-- PROVIDED DATA --

_ _ _ _ _ _ _

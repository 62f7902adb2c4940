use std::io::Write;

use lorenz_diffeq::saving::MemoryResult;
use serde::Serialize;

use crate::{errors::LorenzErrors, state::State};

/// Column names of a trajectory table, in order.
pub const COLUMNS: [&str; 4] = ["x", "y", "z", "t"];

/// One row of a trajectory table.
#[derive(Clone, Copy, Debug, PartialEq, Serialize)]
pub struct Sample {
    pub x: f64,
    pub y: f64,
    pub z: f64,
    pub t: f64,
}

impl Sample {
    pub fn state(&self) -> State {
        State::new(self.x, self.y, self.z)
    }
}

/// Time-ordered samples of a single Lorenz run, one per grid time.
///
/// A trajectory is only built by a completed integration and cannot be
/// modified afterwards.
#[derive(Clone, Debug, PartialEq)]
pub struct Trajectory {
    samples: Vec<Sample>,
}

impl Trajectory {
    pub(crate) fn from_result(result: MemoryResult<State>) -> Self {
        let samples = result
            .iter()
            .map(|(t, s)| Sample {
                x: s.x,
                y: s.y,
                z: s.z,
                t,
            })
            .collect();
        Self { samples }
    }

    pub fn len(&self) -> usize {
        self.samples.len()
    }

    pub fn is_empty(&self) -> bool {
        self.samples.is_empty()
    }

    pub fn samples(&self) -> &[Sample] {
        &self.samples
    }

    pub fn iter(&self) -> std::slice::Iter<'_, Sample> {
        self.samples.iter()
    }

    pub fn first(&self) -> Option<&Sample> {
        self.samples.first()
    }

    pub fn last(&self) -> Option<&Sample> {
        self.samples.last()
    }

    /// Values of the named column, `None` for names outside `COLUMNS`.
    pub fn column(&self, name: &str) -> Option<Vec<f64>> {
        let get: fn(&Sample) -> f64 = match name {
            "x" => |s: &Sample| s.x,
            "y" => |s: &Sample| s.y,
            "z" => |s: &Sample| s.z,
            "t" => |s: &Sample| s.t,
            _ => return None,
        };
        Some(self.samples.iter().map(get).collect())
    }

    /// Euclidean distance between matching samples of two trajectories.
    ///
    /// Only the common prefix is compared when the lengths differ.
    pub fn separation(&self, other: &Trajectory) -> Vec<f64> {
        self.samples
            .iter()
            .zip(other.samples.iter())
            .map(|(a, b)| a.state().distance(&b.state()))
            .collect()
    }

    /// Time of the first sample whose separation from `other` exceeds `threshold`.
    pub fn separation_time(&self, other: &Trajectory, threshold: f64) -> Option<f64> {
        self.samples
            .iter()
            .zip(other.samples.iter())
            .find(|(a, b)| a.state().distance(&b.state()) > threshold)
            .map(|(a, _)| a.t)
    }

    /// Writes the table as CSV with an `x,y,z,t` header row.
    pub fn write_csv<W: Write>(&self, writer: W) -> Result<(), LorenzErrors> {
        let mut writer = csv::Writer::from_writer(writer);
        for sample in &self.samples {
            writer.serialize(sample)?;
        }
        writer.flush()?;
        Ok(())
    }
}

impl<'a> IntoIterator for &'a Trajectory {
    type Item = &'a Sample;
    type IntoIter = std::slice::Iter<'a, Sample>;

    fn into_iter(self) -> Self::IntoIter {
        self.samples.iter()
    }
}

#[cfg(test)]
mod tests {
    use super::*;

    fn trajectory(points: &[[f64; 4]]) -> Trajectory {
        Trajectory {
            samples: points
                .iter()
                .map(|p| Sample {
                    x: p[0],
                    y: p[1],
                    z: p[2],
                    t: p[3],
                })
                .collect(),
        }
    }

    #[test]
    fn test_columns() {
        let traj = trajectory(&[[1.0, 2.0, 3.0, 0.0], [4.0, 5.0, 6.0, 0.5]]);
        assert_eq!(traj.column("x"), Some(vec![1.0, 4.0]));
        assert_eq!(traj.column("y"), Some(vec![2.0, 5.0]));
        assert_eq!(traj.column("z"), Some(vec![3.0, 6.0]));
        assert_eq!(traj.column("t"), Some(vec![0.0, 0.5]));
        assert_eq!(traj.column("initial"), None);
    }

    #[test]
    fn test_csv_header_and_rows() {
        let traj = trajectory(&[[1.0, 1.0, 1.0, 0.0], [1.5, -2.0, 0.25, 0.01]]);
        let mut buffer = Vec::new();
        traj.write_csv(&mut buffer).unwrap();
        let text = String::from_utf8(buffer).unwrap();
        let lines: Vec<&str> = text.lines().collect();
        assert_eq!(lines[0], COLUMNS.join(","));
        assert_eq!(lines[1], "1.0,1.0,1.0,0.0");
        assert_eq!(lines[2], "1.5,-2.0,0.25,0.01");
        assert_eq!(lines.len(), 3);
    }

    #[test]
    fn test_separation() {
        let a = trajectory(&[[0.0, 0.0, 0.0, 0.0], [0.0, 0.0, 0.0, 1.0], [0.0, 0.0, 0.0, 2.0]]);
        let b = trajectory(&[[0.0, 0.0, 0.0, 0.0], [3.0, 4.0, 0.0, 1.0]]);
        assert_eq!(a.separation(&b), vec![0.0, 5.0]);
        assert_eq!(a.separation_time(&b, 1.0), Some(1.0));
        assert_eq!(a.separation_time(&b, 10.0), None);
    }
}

_ _ _ _ _ _ _

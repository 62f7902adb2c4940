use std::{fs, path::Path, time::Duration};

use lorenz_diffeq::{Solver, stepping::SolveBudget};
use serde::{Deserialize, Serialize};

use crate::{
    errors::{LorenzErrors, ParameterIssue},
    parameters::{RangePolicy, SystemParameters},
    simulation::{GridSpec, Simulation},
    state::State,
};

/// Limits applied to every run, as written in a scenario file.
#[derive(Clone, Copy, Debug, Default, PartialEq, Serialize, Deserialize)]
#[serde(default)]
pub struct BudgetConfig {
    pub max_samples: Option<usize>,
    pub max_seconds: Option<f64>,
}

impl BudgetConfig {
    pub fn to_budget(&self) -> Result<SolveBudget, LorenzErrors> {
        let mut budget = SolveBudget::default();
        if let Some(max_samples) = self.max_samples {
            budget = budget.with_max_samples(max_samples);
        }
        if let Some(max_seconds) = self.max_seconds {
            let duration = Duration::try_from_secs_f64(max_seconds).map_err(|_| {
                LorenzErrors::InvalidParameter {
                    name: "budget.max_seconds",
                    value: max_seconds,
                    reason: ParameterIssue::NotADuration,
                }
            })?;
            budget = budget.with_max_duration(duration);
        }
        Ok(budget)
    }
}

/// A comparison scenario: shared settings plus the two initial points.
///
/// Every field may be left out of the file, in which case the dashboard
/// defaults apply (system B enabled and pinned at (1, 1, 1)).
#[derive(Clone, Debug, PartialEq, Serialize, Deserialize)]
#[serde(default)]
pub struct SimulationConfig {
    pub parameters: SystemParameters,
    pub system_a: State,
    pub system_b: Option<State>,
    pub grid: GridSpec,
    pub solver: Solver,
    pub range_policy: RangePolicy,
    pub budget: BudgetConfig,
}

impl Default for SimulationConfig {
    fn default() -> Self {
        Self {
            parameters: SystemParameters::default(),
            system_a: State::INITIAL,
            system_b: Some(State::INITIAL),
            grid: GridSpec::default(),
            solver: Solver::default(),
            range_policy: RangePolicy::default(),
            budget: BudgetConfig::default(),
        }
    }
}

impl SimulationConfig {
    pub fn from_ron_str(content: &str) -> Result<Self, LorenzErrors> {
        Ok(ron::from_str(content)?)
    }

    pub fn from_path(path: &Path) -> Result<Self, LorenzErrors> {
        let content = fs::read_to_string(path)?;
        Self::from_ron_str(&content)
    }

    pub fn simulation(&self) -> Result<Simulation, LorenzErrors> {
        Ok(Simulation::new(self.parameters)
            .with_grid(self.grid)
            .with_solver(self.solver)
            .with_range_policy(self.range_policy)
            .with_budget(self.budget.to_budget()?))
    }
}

_ _ _ _ _ _ _

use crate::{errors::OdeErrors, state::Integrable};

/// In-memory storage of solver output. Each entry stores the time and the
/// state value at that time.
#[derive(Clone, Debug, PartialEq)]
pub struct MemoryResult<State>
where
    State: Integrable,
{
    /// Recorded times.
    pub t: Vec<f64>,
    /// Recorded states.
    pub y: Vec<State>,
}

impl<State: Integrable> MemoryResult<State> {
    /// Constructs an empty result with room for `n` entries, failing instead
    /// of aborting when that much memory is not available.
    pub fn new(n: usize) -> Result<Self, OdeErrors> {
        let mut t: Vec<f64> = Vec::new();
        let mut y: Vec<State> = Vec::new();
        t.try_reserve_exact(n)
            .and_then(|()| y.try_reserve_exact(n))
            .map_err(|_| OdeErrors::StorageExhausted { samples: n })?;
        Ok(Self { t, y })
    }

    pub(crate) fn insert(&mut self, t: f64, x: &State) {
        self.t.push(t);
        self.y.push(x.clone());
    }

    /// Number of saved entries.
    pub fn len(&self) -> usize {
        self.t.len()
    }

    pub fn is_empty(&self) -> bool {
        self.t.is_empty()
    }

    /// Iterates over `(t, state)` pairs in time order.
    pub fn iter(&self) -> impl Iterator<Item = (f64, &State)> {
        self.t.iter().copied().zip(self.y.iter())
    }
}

_ _ _ _ _ _ _

-- WHAT YOU NEED TO DO --
Look above for the line with "pub(crate) fn from_result(result: MemoryResult<State>)"; retype exactly that line, every line after it up to the line with "pub fn samples(&self)", and that line too, nothing else.

-- RESULT OF THIS EXERCISE --
    pub(crate) fn from_result(result: MemoryResult<State>) -> Self {
        let samples = result
            .iter()
            .map(|(t, s)| Sample {
                x: s.x,
                y: s.y,
                z: s.z,
                t,
            })
            .collect();
        Self { samples }
    }

    pub fn len(&self) -> usize {
        self.samples.len()
    }

    pub fn is_empty(&self) -> bool {
        self.samples.is_empty()
    }

    pub fn samples(&self) -> &[Sample] {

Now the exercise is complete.